Dataset entries =>
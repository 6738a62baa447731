use anyhow::Result;
use clap::Args;
use codeframe_linter::{lint_document, DiagnosticLevel, LintOptions};
use codeframe_parser::parse_with_path;
use colored::Colorize;
use std::fs;
use std::path::{Path, PathBuf};
use walkdir::WalkDir;

#[derive(Args, Debug)]
pub struct LintArgs {
    /// Input .cf file or directory to lint
    pub input: PathBuf,

    /// Show all diagnostics including info level
    #[arg(short, long)]
    pub verbose: bool,

    /// Output format (text, json)
    #[arg(short, long, default_value = "text")]
    pub format: String,
}

pub fn lint(args: LintArgs, _cwd: &str) -> Result<()> {
    println!("{} Codeframe Linter", "Starting".green().bold());
    println!("   Input: {}", args.input.display());
    println!();

    let mut total_diagnostics = 0;
    let mut total_errors = 0;
    let mut total_warnings = 0;
    let mut files_checked = 0;

    let files = if args.input.is_file() {
        vec![args.input.clone()]
    } else if args.input.is_dir() {
        let cf_files = find_cf_files(&args.input)?;
        println!("   Found {} .cf files", cf_files.len());
        println!();
        cf_files
    } else {
        return Err(anyhow::anyhow!(
            "Input path does not exist: {}",
            args.input.display()
        ));
    };

    for file in files {
        let (file_diagnostics, file_errors, file_warnings) =
            lint_file(&file, args.verbose, &args.format)?;
        total_diagnostics += file_diagnostics;
        total_errors += file_errors;
        total_warnings += file_warnings;
        files_checked += 1;
    }

    println!();
    println!(
        "{} Linting complete",
        if total_errors > 0 {
            "Done".red().bold()
        } else {
            "Done".green().bold()
        }
    );
    println!("   Files checked: {}", files_checked);
    println!("   Total diagnostics: {}", total_diagnostics);

    if total_errors > 0 {
        println!("   {} {}", "Errors:".red(), total_errors);
    }
    if total_warnings > 0 {
        println!("   {} {}", "Warnings:".yellow(), total_warnings);
    }
    if total_errors == 0 && total_warnings == 0 {
        println!("   {} No issues found", "✓".green());
    }

    if total_errors > 0 {
        std::process::exit(1);
    }

    Ok(())
}

fn lint_file(file_path: &Path, verbose: bool, format: &str) -> Result<(usize, usize, usize)> {
    let source = fs::read_to_string(file_path)?;

    let document = match parse_with_path(&source, &file_path.to_string_lossy()) {
        Ok(doc) => doc,
        Err(err) => {
            use codeframe_parser::error::pretty;
            let file_name = file_path
                .file_name()
                .and_then(|n| n.to_str())
                .unwrap_or("unknown");
            eprintln!(
                "{} Failed to parse {}:\n{}",
                "✗".red(),
                file_path.display(),
                pretty::format_error(&err, file_name, &source)
            );
            return Ok((0, 1, 0));
        }
    };

    let diagnostics = lint_document(&document, LintOptions::default());

    if diagnostics.is_empty() {
        if verbose {
            println!("{} {}", "✓".green(), file_path.display());
        }
        return Ok((0, 0, 0));
    }

    let errors = diagnostics
        .iter()
        .filter(|d| matches!(d.level, DiagnosticLevel::Error))
        .count();
    let warnings = diagnostics
        .iter()
        .filter(|d| matches!(d.level, DiagnosticLevel::Warning))
        .count();

    if format == "json" {
        let json = serde_json::to_string_pretty(&diagnostics)?;
        println!("{}", json);
    } else {
        println!("{}", file_path.display());

        for diagnostic in &diagnostics {
            if !verbose && matches!(diagnostic.level, DiagnosticLevel::Info) {
                continue;
            }

            let level_str = match diagnostic.level {
                DiagnosticLevel::Error => "error".red().bold(),
                DiagnosticLevel::Warning => "warning".yellow().bold(),
                DiagnosticLevel::Info => "info".blue().bold(),
            };

            println!(
                "  {} [{}] {}",
                level_str, diagnostic.rule, diagnostic.message
            );

            if let Some(suggestion) = &diagnostic.suggestion {
                println!("    {} {}", "hint:".dimmed(), suggestion.dimmed());
            }
        }

        println!();
    }

    Ok((diagnostics.len(), errors, warnings))
}

fn find_cf_files(dir: &Path) -> Result<Vec<PathBuf>> {
    let mut files = Vec::new();

    for entry in WalkDir::new(dir)
        .follow_links(true)
        .into_iter()
        .filter_map(|e| e.ok())
    {
        let path = entry.path();
        if path.is_file() && path.extension().and_then(|s| s.to_str()) == Some("cf") {
            files.push(path.to_path_buf());
        }
    }

    files.sort();
    Ok(files)
}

What is being asked =>
Write out the listing exactly, keeping every character.

Answer below =>
repository 6738a62baa447731
use anyhow::Result;
use clap::Args;
use codeframe_linter::{lint_document, DiagnosticLevel, LintOptions};
use codeframe_parser::parse_with_path;
use colored::Colorize;
use std::fs;
use std::path::{Path, PathBuf};
use walkdir::WalkDir;

#[derive(Args, Debug)]
pub struct LintArgs {
    /// Input .cf file or directory to lint
    pub input: PathBuf,

    /// Show all diagnostics including info level
    #[arg(short, long)]
    pub verbose: bool,

    /// Output format (text, json)
    #[arg(short, long, default_value = "text")]
    pub format: String,
}

pub fn lint(args: LintArgs, _cwd: &str) -> Result<()> {
    println!("{} Codeframe Linter", "Starting".green().bold());
    println!("   Input: {}", args.input.display());
    println!();

    let mut total_diagnostics = 0;
    let mut total_errors = 0;
    let mut total_warnings = 0;
    let mut files_checked = 0;

    let files = if args.input.is_file() {
        vec![args.input.clone()]
    } else if args.input.is_dir() {
        let cf_files = find_cf_files(&args.input)?;
        println!("   Found {} .cf files", cf_files.len());
        println!();
        cf_files
    } else {
        return Err(anyhow::anyhow!(
            "Input path does not exist: {}",
            args.input.display()
        ));
    };

    for file in files {
        let (file_diagnostics, file_errors, file_warnings) =
            lint_file(&file, args.verbose, &args.format)?;
        total_diagnostics += file_diagnostics;
        total_errors += file_errors;
        total_warnings += file_warnings;
        files_checked += 1;
    }

    println!();
    println!(
        "{} Linting complete",
        if total_errors > 0 {
            "Done".red().bold()
        } else {
            "Done".green().bold()
        }
    );
    println!("   Files checked: {}", files_checked);
    println!("   Total diagnostics: {}", total_diagnostics);

    if total_errors > 0 {
        println!("   {} {}", "Errors:".red(), total_errors);
    }
    if total_warnings > 0 {
        println!("   {} {}", "Warnings:".yellow(), total_warnings);
    }
    if total_errors == 0 && total_warnings == 0 {
        println!("   {} No issues found", "✓".green());
    }

    if total_errors > 0 {
        std::process::exit(1);
    }

    Ok(())
}

fn lint_file(file_path: &Path, verbose: bool, format: &str) -> Result<(usize, usize, usize)> {
    let source = fs::read_to_string(file_path)?;

    let document = match parse_with_path(&source, &file_path.to_string_lossy()) {
        Ok(doc) => doc,
        Err(err) => {
            use codeframe_parser::error::pretty;
            let file_name = file_path
                .file_name()
                .and_then(|n| n.to_str())
                .unwrap_or("unknown");
            eprintln!(
                "{} Failed to parse {}:\n{}",
                "✗".red(),
                file_path.display(),
                pretty::format_error(&err, file_name, &source)
            );
            return Ok((0, 1, 0));
        }
    };

    let diagnostics = lint_document(&document, LintOptions::default());

    if diagnostics.is_empty() {
        if verbose {
            println!("{} {}", "✓".green(), file_path.display());
        }
        return Ok((0, 0, 0));
    }

    let errors = diagnostics
        .iter()
        .filter(|d| matches!(d.level, DiagnosticLevel::Error))
        .count();
    let warnings = diagnostics
        .iter()
        .filter(|d| matches!(d.level, DiagnosticLevel::Warning))
        .count();

    if format == "json" {
        let json = serde_json::to_string_pretty(&diagnostics)?;
        println!("{}", json);
    } else {
        println!("{}", file_path.display());

        for diagnostic in &diagnostics {
            if !verbose && matches!(diagnostic.level, DiagnosticLevel::Info) {
                continue;
            }

            let level_str = match diagnostic.level {
                DiagnosticLevel::Error => "error".red().bold(),
                DiagnosticLevel::Warning => "warning".yellow().bold(),
                DiagnosticLevel::Info => "info".blue().bold(),
            };

            println!(
                "  {} [{}] {}",
                level_str, diagnostic.rule, diagnostic.message
            );

            if let Some(suggestion) = &diagnostic.suggestion {
                println!("    {} {}", "hint:".dimmed(), suggestion.dimmed());
            }
        }

        println!();
    }

    Ok((diagnostics.len(), errors, warnings))
}

fn find_cf_files(dir: &Path) -> Result<Vec<PathBuf>> {
    let mut files = Vec::new();

    for entry in WalkDir::new(dir)
        .follow_links(true)
        .into_iter()
        .filter_map(|e| e.ok())
    {
        let path = entry.path();
        if path.is_file() && path.extension().and_then(|s| s.to_str()) == Some("cf") {
            files.push(path.to_path_buf());
        }
    }

    files.sort();
    Ok(files)
}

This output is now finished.